I just started working with Zeek. I have been tasked with creating a way for full packet data to be pushed to our Zeek cluster for analysis and processing on a central server, but to have the agents/nodes only running a low resource binary for capturing packets.
I’ve put something together to capture the packets on the node end and receive a compressed stream on the other end, but now I’m having trouble with pushing the packet data into Zeek for processing.
I have looked into a number of things, including the now deprecated Brocolli for intercommunication as well as the event-based scripting, however, it doesn’t seem to be a viable method to watch for all the events and then process it on the manager that way.
Another option I can think of is to capture the packet data, dump it into a PCAP and then process the PCAP manually via Zeek CLI. But, I wanted to see if there’s any other way I can do this.
assuming you’re using Linux, have you looked into using tc-mirred and a tunnel protocol (VXLAN, Geneve or ERSPAN) to tunnel mirrored traffic to your Zeek cluster?
The first link provides a fairly elaborate tutorial how to do this with tc and vxlan (examples with container, however), the second mentions GRE, Geneve, ERSPAN…

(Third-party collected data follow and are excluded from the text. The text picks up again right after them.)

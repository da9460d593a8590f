//! Random identifier generator with a regex validator.

use rand::Rng;
use regex::Regex;

use crate::types::{StoreError, StoreResult};

use super::UidValidator;

/// Default identifier alphabet.
pub const DEFAULT_CHARS: &str = "ABCDEFGHIJKLMNOPQRSTUVWXYZ0123456789";

/// Default identifier format: 32 random characters.
pub const DEFAULT_FORMAT: &str = "XXXXXXXXXXXXXXXXXXXXXXXXXXXXXXXX";

/// Default validator pattern matching [`DEFAULT_FORMAT`] over [`DEFAULT_CHARS`].
pub const DEFAULT_VALIDATOR: &str = "^[A-Z0-9]{32}$";

/// Placeholder in a format string replaced by a random alphabet character.
const PLACEHOLDER: char = 'X';

/// Generates fresh identifiers and validates candidates.
///
/// Every `X` in the format is replaced by a random character from the
/// alphabet; any other character is copied as-is. Validation trims surrounding
/// whitespace and requires the whole candidate to match the validator.
#[derive(Debug, Clone)]
pub struct UidGenerator {
    alphabet: Vec<char>,
    format: String,
    validator: Regex,
}

impl UidGenerator {
    /// Build a generator, rejecting configurations that could mint unusable ids.
    pub fn new(chars: &str, format: &str, validator: &str) -> StoreResult<Self> {
        let alphabet: Vec<char> = chars.chars().collect();
        if alphabet.is_empty() {
            return Err(StoreError::Config("uid alphabet is empty".to_string()));
        }
        if !format.contains(PLACEHOLDER) {
            return Err(StoreError::Config(format!(
                "uid format {format:?} has no '{PLACEHOLDER}' placeholder"
            )));
        }
        if chars.contains(is_separator) || format.contains(is_separator) {
            return Err(StoreError::Config(
                "uid alphabet and format must not contain path separators".to_string(),
            ));
        }

        // Anchor the pattern so that a match always covers the whole candidate.
        let anchored = format!("^(?:{validator})$");
        let validator = Regex::new(&anchored)
            .map_err(|e| StoreError::Config(format!("invalid uid validator: {e}")))?;

        let generator = Self {
            alphabet,
            format: format.to_string(),
            validator,
        };

        let sample = generator.new_uid();
        if generator.validate(&sample).is_err() {
            return Err(StoreError::Config(format!(
                "uid format {format:?} produces ids rejected by the validator (e.g. {sample:?})"
            )));
        }

        Ok(generator)
    }

    /// Produce a fresh identifier. Always passes [`UidValidator::validate`].
    pub fn new_uid(&self) -> String {
        let mut rng = rand::thread_rng();
        self.format
            .chars()
            .map(|c| {
                if c == PLACEHOLDER {
                    self.alphabet[rng.gen_range(0..self.alphabet.len())]
                } else {
                    c
                }
            })
            .collect()
    }

    /// The id format string.
    pub fn format(&self) -> &str {
        &self.format
    }
}

impl Default for UidGenerator {
    fn default() -> Self {
        Self {
            alphabet: DEFAULT_CHARS.chars().collect(),
            format: DEFAULT_FORMAT.to_string(),
            validator: Regex::new(DEFAULT_VALIDATOR).expect("default validator pattern compiles"),
        }
    }
}

impl UidValidator for UidGenerator {
    fn validate(&self, candidate: &str) -> StoreResult<String> {
        let trimmed = candidate.trim();
        if self.validator.is_match(trimmed) {
            Ok(trimmed.to_string())
        } else {
            Err(StoreError::InvalidId(candidate.to_string()))
        }
    }
}

fn is_separator(c: char) -> bool {
    c == '/' || c == '\\'
}
//! Storage tiers and the composite store built from them.

pub mod composite;
pub mod fs;
pub mod memory;

use std::time::Duration;

use serde_json::Value;

use crate::types::{Record, StoreResult};

pub use composite::DataStorage;
pub use fs::FsStorage;
pub use memory::MemoryStorage;

/// The single storage capability shared by every tier.
///
/// `ttl` semantics: `None` uses the tier's default, `Some(TTL_FOREVER)` is
/// durable, anything else is a finite lifetime. Tiers that cannot expire
/// records accept and ignore it.
pub trait Storage: Send + Sync {
    /// Fetch a live record.
    fn get(&self, uid: &str) -> StoreResult<Record>;

    /// Store a record, replacing any previous one under the same id.
    fn put(&self, uid: &str, payload: &Value, ttl: Option<Duration>) -> StoreResult<()>;
}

On the Zeek cluster side, you’d have Zeek sniff the interface receiving the mirrored traffic or sniff the tunnel interface to receive decapsulated traffic.
None of these links will readily solve what you want to do, but hopefully provide some pointers.
Another option I can think of is to capture the packet data, dump it into a PCAP and then process the PCAP manually via Zeek CLI. But, I wanted to see if there’s any other way I can do this.
If you end up considering this route further, feel free to chime in on
this ticket, which mentions a couple of related higher-layer approaches:
This too won’t immediately solve your problem, but your use case would
help us understand requirements and prioritize work.